**The task:**
Among these records, which lines include "Json"? Copy them out.

### The records

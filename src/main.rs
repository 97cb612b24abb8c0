mod api_doc;
mod app;
mod config;
mod error;
mod handlers;
mod models;
mod route_store;
mod routes;
mod state;
mod user_store;

use anyhow::Context;
use config::Config;
use state::AppState;
use std::net::SocketAddr;
use tokio::net::TcpListener;
use tracing_subscriber::EnvFilter;

#[tokio::main]
async fn main() -> anyhow::Result<()> {
    dotenvy::dotenv().ok();

    tracing_subscriber::fmt()
        .with_env_filter(
            EnvFilter::try_from_default_env()
                .unwrap_or_else(|_| EnvFilter::new("info,tower_http=debug")),
        )
        .init();

    tracing::info!("route-demo starting");

    let config = Config::from_env()?;
    config.log_startup();

    let addr = config.bind_addr();
    let app = app::build_router(AppState::new(config));

    let listener = TcpListener::bind(&addr)
        .await
        .with_context(|| format!("Failed to bind {}", addr))?;
    tracing::info!("Listening on {}", listener.local_addr()?);

    axum::serve(
        listener,
        app.into_make_service_with_connect_info::<SocketAddr>(),
    )
    .with_graceful_shutdown(shutdown_signal())
    .await
    .context("Server error")?;

    tracing::info!("route-demo stopped");
    Ok(())
}

async fn shutdown_signal() {
    match tokio::signal::ctrl_c().await {
        Ok(()) => tracing::info!("Shutdown signal received"),
        Err(e) => {
            tracing::error!("Failed to install Ctrl+C handler: {}", e);
            std::future::pending::<()>().await;
        }
    }
}
use crate::models::ApiInfo;
use crate::routes;
use crate::state::AppState;
use axum::{extract::State, http::StatusCode, Json};

/// GET /api/info handler - Service name, version and environment
#[utoipa::path(
    get,
    path = routes::API_INFO,
    responses(
        (status = 200, description = "Service information", body = ApiInfo)
    ),
    tag = "info"
)]
pub async fn info_handler(State(state): State<AppState>) -> (StatusCode, Json<ApiInfo>) {
    (
        StatusCode::OK,
        Json(ApiInfo {
            service: env!("CARGO_PKG_NAME").to_string(),
            version: env!("CARGO_PKG_VERSION").to_string(),
            environment: state.config.environment.clone(),
        }),
    )
}
//! Basic usage of `annforest`.
//!
//! Demonstrates the parameter builder, building and searching through an
//! engine, inspecting stats and metrics, autotuning, the numeric parameter
//! tuple, and freeing handles.
//!
//! Run with:
//!   cargo run --example basic_usage

use annforest::*;
use rand::rngs::StdRng;
use rand::SeedableRng;
use rand_distr::{Distribution, Normal};

const DIM: usize = 32;
const NUM_POINTS: usize = 10_000;

fn main() -> annforest::Result<()> {
    // ---------------------------------------------------------------
    // 1. Generate 10,000 random 32-d points.
    // ---------------------------------------------------------------
    println!("=== Step 1: Generate {} random points ===", NUM_POINTS);
    let mut rng = StdRng::seed_from_u64(123);
    let normal = Normal::new(0.0_f32, 1.0).unwrap();
    let rows: Vec<Vec<f32>> = (0..NUM_POINTS)
        .map(|_| (0..DIM).map(|_| normal.sample(&mut rng)).collect())
        .collect();
    let dataset = Dataset::from_rows(&rows)?;
    println!("Dataset: {} points, dim={}\n", dataset.len(), dataset.dim());

    // ---------------------------------------------------------------
    // 2. Build a KD-forest with manual parameters.
    // ---------------------------------------------------------------
    println!("=== Step 2: Build a KD-forest ===");
    let engine = Engine::with_metrics();
    let params = IndexParameters::builder()
        .algorithm(Algorithm::KdTree)
        .trees(8)
        .checks(128)
        .seed(42)
        .build()?;
    let built = engine.build_index(&dataset, &BuildMode::Manual(params))?;
    println!("Handle: {}", built.handle);
    println!("Effective params tuple: {:?}\n", built.params.to_tuple());

    // ---------------------------------------------------------------
    // 3. Query with one of the indexed points; print top-5 results.
    // ---------------------------------------------------------------
    println!("=== Step 3: Top-5 nearest neighbors of point #0 ===");
    let index = engine.index(built.handle)?;
    for (rank, n) in index.knn_search(&rows[0], 5, 128)?.iter().enumerate() {
        println!("  rank={} index={:<6} distance={:.6}", rank + 1, n.index, n.distance);
    }
    println!();

    // ---------------------------------------------------------------
    // 4. Index statistics.
    // ---------------------------------------------------------------
    println!("=== Step 4: Index statistics ===");
    let stats = index.stats();
    println!("  {}", stats);
    println!("  Trees:  {}", stats.num_trees);
    println!("  Nodes:  {}", stats.num_nodes);
    println!(
        "  Memory: {:.2} MB index + {:.2} MB data",
        stats.index_memory_bytes as f64 / (1024.0 * 1024.0),
        stats.dataset_memory_bytes as f64 / (1024.0 * 1024.0)
    );
    println!();

    // ---------------------------------------------------------------
    // 5. Batch search through the handle, overriding checks.
    // ---------------------------------------------------------------
    println!("=== Step 5: Batch search with checks=32 ===");
    let queries = dataset.select(&[1, 2, 3])?;
    let results = engine.find_nearest_neighbors_index(built.handle, &queries, 3, Some(32))?;
    for (q, row) in results.iter().enumerate() {
        println!("  query {} -> {:?}", q + 1, row);
    }
    println!();

    // ---------------------------------------------------------------
    // 6. Autotune for 90% precision.
    // ---------------------------------------------------------------
    println!("=== Step 6: Autotune (target precision 0.9) ===");
    let (tuned, report) = autotune(&dataset, &AutotuneTarget::new(0.9).with_seed(7))?;
    println!("  {}", report);
    for c in &report.candidates {
        println!(
            "  {:<9} trees={:<2} branching={:<3} iterations={:<2} checks={:<5} \
             precision={:.2} cost={:.2}",
            c.params.algorithm.to_string(),
            c.params.trees,
            c.params.branching,
            c.params.iterations,
            c.params.checks,
            c.precision,
            c.cost
        );
    }
    let tuned_handle = engine.register(tuned)?;
    println!();

    // ---------------------------------------------------------------
    // 7. Numeric parameter tuple: [-1, precision, build_w, memory_w].
    // ---------------------------------------------------------------
    println!("=== Step 7: One-shot search from a parameter tuple ===");
    let mode = BuildMode::from_tuple(&[-1.0, 0.8, 0.0, 0.0])?;
    let (nn, effective) = engine.find_nearest_neighbors(&dataset, &queries, 2, &mode)?;
    println!("  Results:   {:?}", nn);
    println!("  Effective: {:?}\n", effective.to_tuple());

    // ---------------------------------------------------------------
    // 8. Metrics, then free both handles.
    // ---------------------------------------------------------------
    println!("=== Step 8: Metrics and cleanup ===");
    if let Some(m) = engine.metrics() {
        println!("  {}", m);
    }
    engine.free_index(built.handle)?;
    engine.free_index(tuned_handle)?;
    println!("  Live indexes after free: {}", engine.len());
    match engine.free_index(built.handle) {
        Err(e) => println!("  Second free rejected: {}", e),
        Ok(()) => println!("  Second free unexpectedly succeeded"),
    }

    println!("\nDone.");
    Ok(())
}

######

**The answer:**
use axum::{extract::State, http::StatusCode, Json};
pub async fn info_handler(State(state): State<AppState>) -> (StatusCode, Json<ApiInfo>) {
        Json(ApiInfo {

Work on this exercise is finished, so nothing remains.